In my campaign to get rid of clutter, I came across a forgotten folder labelled “Worth Re-Reading.” In it, I found the sermon below by John Harper, who served as rector of St. John’s Church (“the Church of Presidents”) on Lafayette Square, Washington, DC, from 1963 to 1993. John delivered this sermon on November 18, 1990.
One of my most cherished friends, John died in 2002. I asked his widow, Barbie — who remains a dear friend — for her OK to publish the sermon here. I was right when I designated it “Worth Re-reading.”
When I spoke about the Black Dog a year ago, a number of you told me that you had one, too. Indeed, various forms of depression seem to be a common experience for many of us. What is more surprising, however, is that in spite of these kinds of darkness, people find ways of helping each other and of being lights for one another. Your Black Dog may never go away, much as the dark is a continuing fact of life. But some of us can learn that we belong to the light and not permanently to the dark, that by reaching out to another, we find our lives strengthened.
It is comforting to know that another person knows our pain, shares in whatever form of suffering we are subject to. It is also helpful to know that we can grow together toward the light in spite of the ever-present times of dark that may never go entirely away. We go into the dark and find God Himself is there, not leaving us to fight alone.

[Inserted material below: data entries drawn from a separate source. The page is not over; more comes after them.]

/*
 * Responsibility
 * - users テーブル向け SQLx 操作
 * - UserRepository trait と PgPool ベースの実装
 * - DB エラーは RepoError に変換して返す (unique 違反 → Conflict)
 */
use async_trait::async_trait;
use chrono::{DateTime, Utc};
use sqlx::{FromRow, PgPool, Postgres, QueryBuilder};
use uuid::Uuid;

use crate::repos::error::{RepoError, RepoResult};

const USER_COLUMNS: &str = "id, email, fullname, created_at, updated_at";

#[derive(Debug, Clone, FromRow)]
pub struct UserRow {
    pub id: String,
    pub email: String,
    pub fullname: String,
    pub created_at: DateTime<Utc>,
    pub updated_at: DateTime<Utc>,
}

/// Fields to change; `None` leaves the column untouched.
#[derive(Debug, Clone, Copy, Default)]
pub struct UserPatch<'a> {
    pub email: Option<&'a str>,
    pub fullname: Option<&'a str>,
}

impl UserPatch<'_> {
    pub fn is_empty(&self) -> bool {
        self.email.is_none() && self.fullname.is_none()
    }
}

#[async_trait]
pub trait UserRepository: Send + Sync {
    async fn list(&self) -> RepoResult<Vec<UserRow>>;

    async fn create(&self, email: &str, fullname: &str) -> RepoResult<UserRow>;

    async fn get(&self, user_id: &str) -> RepoResult<Option<UserRow>>;

    async fn get_by_email(&self, email: &str) -> RepoResult<Option<UserRow>>;

    async fn update(&self, user_id: &str, patch: UserPatch<'_>) -> RepoResult<Option<UserRow>>;

    async fn delete(&self, user_id: &str) -> RepoResult<bool>;
}

#[derive(Clone, Debug)]
pub struct PgUserRepository {
    pool: PgPool,
}

impl PgUserRepository {
    pub fn new(pool: PgPool) -> Self {
        Self { pool }
    }
}

#[async_trait]
impl UserRepository for PgUserRepository {
    async fn list(&self) -> RepoResult<Vec<UserRow>> {
        let rows = sqlx::query_as::<_, UserRow>(&format!(
            "SELECT {USER_COLUMNS} FROM users ORDER BY created_at DESC"
        ))
        .fetch_all(&self.pool)
        .await?;

        Ok(rows)
    }

    async fn create(&self, email: &str, fullname: &str) -> RepoResult<UserRow> {
        let row = sqlx::query_as::<_, UserRow>(&format!(
            "INSERT INTO users (id, email, fullname) VALUES ($1, $2, $3) RETURNING {USER_COLUMNS}"
        ))
        .bind(Uuid::new_v4().to_string())
        .bind(email)
        .bind(fullname)
        .fetch_one(&self.pool)
        .await
        .map_err(RepoError::from_sqlx)?;

        Ok(row)
    }

    async fn get(&self, user_id: &str) -> RepoResult<Option<UserRow>> {
        let row = sqlx::query_as::<_, UserRow>(&format!(
            "SELECT {USER_COLUMNS} FROM users WHERE id = $1"
        ))
        .bind(user_id)
        .fetch_optional(&self.pool)
        .await?;

        Ok(row)
    }

    async fn get_by_email(&self, email: &str) -> RepoResult<Option<UserRow>> {
        let row = sqlx::query_as::<_, UserRow>(&format!(
            "SELECT {USER_COLUMNS} FROM users WHERE email = $1"
        ))
        .bind(email)
        .fetch_optional(&self.pool)
        .await?;

        Ok(row)
    }

    async fn update(&self, user_id: &str, patch: UserPatch<'_>) -> RepoResult<Option<UserRow>> {
        // Nothing to assign: updated_at stays as it is
        if patch.is_empty() {
            return self.get(user_id).await;
        }

        // Only the supplied columns are assigned; every value goes through push_bind.
        let mut qb = QueryBuilder::<Postgres>::new("UPDATE users SET updated_at = now()");
        if let Some(email) = patch.email {
            qb.push(", email = ").push_bind(email);
        }
        if let Some(fullname) = patch.fullname {
            qb.push(", fullname = ").push_bind(fullname);
        }
        qb.push(" WHERE id = ").push_bind(user_id);
        qb.push(" RETURNING ").push(USER_COLUMNS);

        let row = qb
            .build_query_as::<UserRow>()
            .fetch_optional(&self.pool)
            .await
            .map_err(RepoError::from_sqlx)?;

        Ok(row)
    }

    async fn delete(&self, user_id: &str) -> RepoResult<bool> {
        let result = sqlx::query("DELETE FROM users WHERE id = $1")
            .bind(user_id)
            .execute(&self.pool)
            .await?;

        Ok(result.rows_affected() > 0)
    }
}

Luther’s “Prince of Darkness Grim” is replaced by the King of Light who called himself the Light of the World, giving light “to them that sit in darkness and in the shadow of death.” His resurrection is promise of deliverance from the darkness of our emotional graves. In Christ we see the struggle between “our ancient foe whose strength and power are great, armed with cruel hate” and Christ, “a bulwark never failing: our helper, He amid the flood of mortal ills prevailing” (Hymn 687). The battle goes on and on for us; you and I here this morning know what darkness can mean share with each other.
Use your struggles for some good; take the opportunities and challenges that have been given to you, yes… and the darkness too, and make the most of them. We can be frightened almost to death and still learn how to share with others; we can be full of dark thoughts and still radiate that darkness into relationships with others; we can be insecure and yet allow people to gain courage from us because we have shared what little we have with them.